Note that the sum as you said can be {$1 \cdots 11$}, but you haven't taken into account that both rolls are distinguishable according to the exercise. Therefore, for the number $5$, pairs of rolls could be $(1,4),(2,3),(3,2),(4,1)$. This is called compositions of a number, and is one of the basic tools of combinatorics.
What you have done is just choosing just one of the possible sums, but for each sum there are many possiblities depending on the pair of rolls. That is why not only it has to be taken into account the possible sums (10 results), but all possible pairs of results.

Answer 2

If you replace the phrase you have used, "....total $36$ possibilities in the sample space..." by "...total $36$ possibilities in the equiprobable sample space..." the flaw in the second approach should become self-evident, as a sample space of $11$ is certainly not equiprobable. different sums can occur in a different number of ways.

The two die rolls are independent, and thus produce $6\times6 = 36$ equiprobable outcomes. Writing the outcomes from die $1$ and die $2$ as ordered pairs these are

$(1,1)\;(1,2)\;(1,3)\;(1,4)\;(1,5)\;(1,6)$
$(2,1)\;(2,2)\;(2,3)\;(2,4)\;(2,5)\;(2,6)$
$(3,1)\;(3,2)\;(3,3)\;(3,4)\;(3,5)\;(3,6)$
$(4,1)\;(4,2)\;(4,3)\;(4,4)\;(4,5)\;(4,6)$
$(5,1)\;(5,2)\;(5,3)\;(5,4)\;(5,5)\;(5,6)$
$(6,1)\;(6,2)\;(6,3)\;(6,4)\;(6,5)\;(6,6)$

We can now count the favorable outcomes and compute the probability as $\frac{favorable\; outcomes}{total\; outcomes}\;\;$, as we are dealing with an equiprobable sample space

Answer 3

Just to echo @trueblueanil and @DanielC..

The experiment is about tossing a pair of dice so we really have to look at the results of two dice rolls first before calculating the sum. Because going directly to the sum makes you lose valuable information about the experiment ,that is the number of ways an outcome can occur because the mistake in your second approach is you assumed all sums have same number of possibilities to occur.

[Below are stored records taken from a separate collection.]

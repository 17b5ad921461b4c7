//! Per-identity privilege flags and the policy applied when none are stored

use std::fmt;
use std::str::FromStr;

use serde::{Deserialize, Serialize};

/// One named capability gating a page
#[derive(Debug, Clone, Copy, PartialEq, Eq, Hash, Serialize, Deserialize)]
#[serde(rename_all = "snake_case")]
pub enum PrivilegeKey {
    AddExpense,
    AddIncome,
    ViewReports,
    UploadBills,
    DownloadReports,
}

impl PrivilegeKey {
    pub const ALL: [PrivilegeKey; 5] = [
        PrivilegeKey::AddExpense,
        PrivilegeKey::AddIncome,
        PrivilegeKey::ViewReports,
        PrivilegeKey::UploadBills,
        PrivilegeKey::DownloadReports,
    ];

    /// Column name in the privilege table
    pub fn as_str(&self) -> &'static str {
        match self {
            PrivilegeKey::AddExpense => "add_expense",
            PrivilegeKey::AddIncome => "add_income",
            PrivilegeKey::ViewReports => "view_reports",
            PrivilegeKey::UploadBills => "upload_bills",
            PrivilegeKey::DownloadReports => "download_reports",
        }
    }
}

impl fmt::Display for PrivilegeKey {
    fn fmt(&self, f: &mut fmt::Formatter<'_>) -> fmt::Result {
        f.write_str(self.as_str())
    }
}

impl FromStr for PrivilegeKey {
    type Err = String;

    fn from_str(s: &str) -> Result<Self, Self::Err> {
        let wanted = s.trim().to_lowercase().replace('-', "_");
        PrivilegeKey::ALL
            .into_iter()
            .find(|key| key.as_str() == wanted)
            .ok_or_else(|| format!("Unknown privilege: {}", s.trim()))
    }
}

/// The five capability flags of one identity
#[derive(Debug, Clone, Copy, PartialEq, Eq, Serialize, Deserialize)]
pub struct PrivilegeSet {
    pub add_expense: bool,
    pub add_income: bool,
    pub view_reports: bool,
    pub upload_bills: bool,
    pub download_reports: bool,
}

impl PrivilegeSet {
    pub const fn all_granted() -> Self {
        Self {
            add_expense: true,
            add_income: true,
            view_reports: true,
            upload_bills: true,
            download_reports: true,
        }
    }

    pub const fn all_denied() -> Self {
        Self {
            add_expense: false,
            add_income: false,
            view_reports: false,
            upload_bills: false,
            download_reports: false,
        }
    }

    pub fn allows(&self, key: PrivilegeKey) -> bool {
        match key {
            PrivilegeKey::AddExpense => self.add_expense,
            PrivilegeKey::AddIncome => self.add_income,
            PrivilegeKey::ViewReports => self.view_reports,
            PrivilegeKey::UploadBills => self.upload_bills,
            PrivilegeKey::DownloadReports => self.download_reports,
        }
    }

    pub fn set(&mut self, key: PrivilegeKey, granted: bool) {
        let flag = match key {
            PrivilegeKey::AddExpense => &mut self.add_expense,
            PrivilegeKey::AddIncome => &mut self.add_income,
            PrivilegeKey::ViewReports => &mut self.view_reports,
            PrivilegeKey::UploadBills => &mut self.upload_bills,
            PrivilegeKey::DownloadReports => &mut self.download_reports,
        };
        *flag = granted;
    }

    /// Keys that are currently granted, in declaration order
    pub fn granted(&self) -> Vec<PrivilegeKey> {
        PrivilegeKey::ALL
            .into_iter()
            .filter(|key| self.allows(*key))
            .collect()
    }
}

/// A privilege row as stored. Any column may be null or missing.
#[derive(Debug, Clone, Copy, Default, PartialEq, Eq, Serialize, Deserialize)]
#[serde(default)]
pub struct StoredPrivileges {
    pub add_expense: Option<bool>,
    pub add_income: Option<bool>,
    pub view_reports: Option<bool>,
    pub upload_bills: Option<bool>,
    pub download_reports: Option<bool>,
}

impl StoredPrivileges {
    pub fn get(&self, key: PrivilegeKey) -> Option<bool> {
        match key {
            PrivilegeKey::AddExpense => self.add_expense,
            PrivilegeKey::AddIncome => self.add_income,
            PrivilegeKey::ViewReports => self.view_reports,
            PrivilegeKey::UploadBills => self.upload_bills,
            PrivilegeKey::DownloadReports => self.download_reports,
        }
    }

    /// Stored values win key by key; absent keys take `defaults`
    pub fn merge(&self, defaults: PrivilegeSet) -> PrivilegeSet {
        let mut merged = defaults;
        for key in PrivilegeKey::ALL {
            if let Some(granted) = self.get(key) {
                merged.set(key, granted);
            }
        }
        merged
    }
}

impl From<PrivilegeSet> for StoredPrivileges {
    fn from(set: PrivilegeSet) -> Self {
        Self {
            add_expense: Some(set.add_expense),
            add_income: Some(set.add_income),
            view_reports: Some(set.view_reports),
            upload_bills: Some(set.upload_bills),
            download_reports: Some(set.download_reports),
        }
    }
}

/// What an identity without a stored privilege record may do
#[derive(Debug, Clone, Copy, PartialEq, Eq, Serialize, Deserialize)]
#[serde(rename_all = "camelCase")]
pub enum PrivilegePolicy {
    /// Everything is granted
    FailOpen,
    /// Nothing is granted
    FailClosed,
}

/// Policy used when configuration does not name one.
pub const DEFAULT_PRIVILEGE_POLICY: PrivilegePolicy = PrivilegePolicy::FailOpen;

impl PrivilegePolicy {
    pub fn default_set(&self) -> PrivilegeSet {
        match self {
            PrivilegePolicy::FailOpen => PrivilegeSet::all_granted(),
            PrivilegePolicy::FailClosed => PrivilegeSet::all_denied(),
        }
    }
}

impl Default for PrivilegePolicy {
    fn default() -> Self {
        DEFAULT_PRIVILEGE_POLICY
    }
}

impl FromStr for PrivilegePolicy {
    type Err = String;

    fn from_str(s: &str) -> Result<Self, Self::Err> {
        match s.trim().to_lowercase().replace(['-', '_'], "").as_str() {
            "failopen" | "open" => Ok(PrivilegePolicy::FailOpen),
            "failclosed" | "closed" => Ok(PrivilegePolicy::FailClosed),
            other => Err(format!("Unknown privilege policy: {}", other)),
        }
    }
}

The first table below shows all possibilities, while the second table shows you how many times a sum can occur.

First	Second	Sum
1	1	2
2	1	3
3	1	4
4	1	5
5	1	6
6	1	7
1	2	3
2	2	4
3	2	5
4	2	6
5	2	7
6	2	8
1	3	4
2	3	5
3	3	6
4	3	7
5	3	8
6	3	9
1	4	5
2	4	6
3	4	7
4	4	8
5	4	9
6	4	10
1	5	6
2	5	7
3	5	8
4	5	9
5	5	10
6	5	11
1	6	7
2	6	8
3	6	9
4	6	10
5	6	11
6	6	12

Sum	Number of Possibilities it occurs
2	1
3	2
4	3
5	4
6	5
7	6
8	5
9	4
10	3
11	2
12	1

Answer 4

The reason your method does not work is because the eleven possible sums of the dice, between $2$ and $12$, are not equally likely. Instead, the $36$ possible ordered pairs of numbers rolled by the dice are equally likely. The reason that each pair of numbers is equally likely is a consequence of the fact that the two dice are independent. Namely, if we let $X$ be the result of the first die, and $Y$ of the second, then for any numbers $x,y\in \{1,\dots,6\}$, $$ P(X=x\text{ and }Y=y)\stackrel{\text{indep.}}=P(X=x)P(Y=y)=(1/6)\cdot(1/6)=1/36. $$ Above, used the fact that $X$ and $Y$ are independent, along with the fact that each value of $X$ is equally likely, and the same for $Y$ (the dice are fair).